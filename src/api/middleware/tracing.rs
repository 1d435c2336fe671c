//! HTTP request/response tracing middleware.

use tower_http::LatencyUnit;
use tower_http::trace::{
    DefaultMakeSpan, DefaultOnFailure, DefaultOnRequest, DefaultOnResponse, TraceLayer,
};
use tracing::Level;

/// Creates the request tracing layer.
///
/// Every request gets an `INFO` span with method, URI and HTTP version. Arrival
/// is logged at `DEBUG`, completion at `INFO` with status and latency in
/// milliseconds. Server errors (5xx, including recovered panics) are also
/// logged at `ERROR`.
///
/// ```text
/// INFO request{method=GET uri=/api/v1/user/profile version=HTTP/1.1}: finished processing request latency=4 ms status=200
/// ```
pub fn layer()
-> TraceLayer<tower_http::classify::SharedClassifier<tower_http::classify::ServerErrorsAsFailures>>
{
    TraceLayer::new_for_http()
        .make_span_with(DefaultMakeSpan::new().level(Level::INFO))
        .on_request(DefaultOnRequest::new().level(Level::DEBUG))
        .on_response(
            DefaultOnResponse::new()
                .level(Level::INFO)
                .latency_unit(LatencyUnit::Millis),
        )
        .on_failure(
            DefaultOnFailure::new()
                .level(Level::ERROR)
                .latency_unit(LatencyUnit::Millis),
        )
}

▸ **YOUR OBJECTIVE**
Each of the records should be retyped exactly.

▸ **ANSWER SPACE**
filename src/api/middleware/tracing.rs
repository 1d435c2336fe671c
//! HTTP request/response tracing middleware.

use tower_http::LatencyUnit;
use tower_http::trace::{
    DefaultMakeSpan, DefaultOnFailure, DefaultOnRequest, DefaultOnResponse, TraceLayer,
};
use tracing::Level;

/// Creates the request tracing layer.
///
/// Every request gets an `INFO` span with method, URI and HTTP version. Arrival
/// is logged at `DEBUG`, completion at `INFO` with status and latency in
/// milliseconds. Server errors (5xx, including recovered panics) are also
/// logged at `ERROR`.
///
/// ```text
/// INFO request{method=GET uri=/api/v1/user/profile version=HTTP/1.1}: finished processing request latency=4 ms status=200
/// ```
pub fn layer()
-> TraceLayer<tower_http::classify::SharedClassifier<tower_http::classify::ServerErrorsAsFailures>>
{
    TraceLayer::new_for_http()
        .make_span_with(DefaultMakeSpan::new().level(Level::INFO))
        .on_request(DefaultOnRequest::new().level(Level::DEBUG))
        .on_response(
            DefaultOnResponse::new()
                .level(Level::INFO)
                .latency_unit(LatencyUnit::Millis),
        )
        .on_failure(
            DefaultOnFailure::new()
                .level(Level::ERROR)
                .latency_unit(LatencyUnit::Millis),
        )
}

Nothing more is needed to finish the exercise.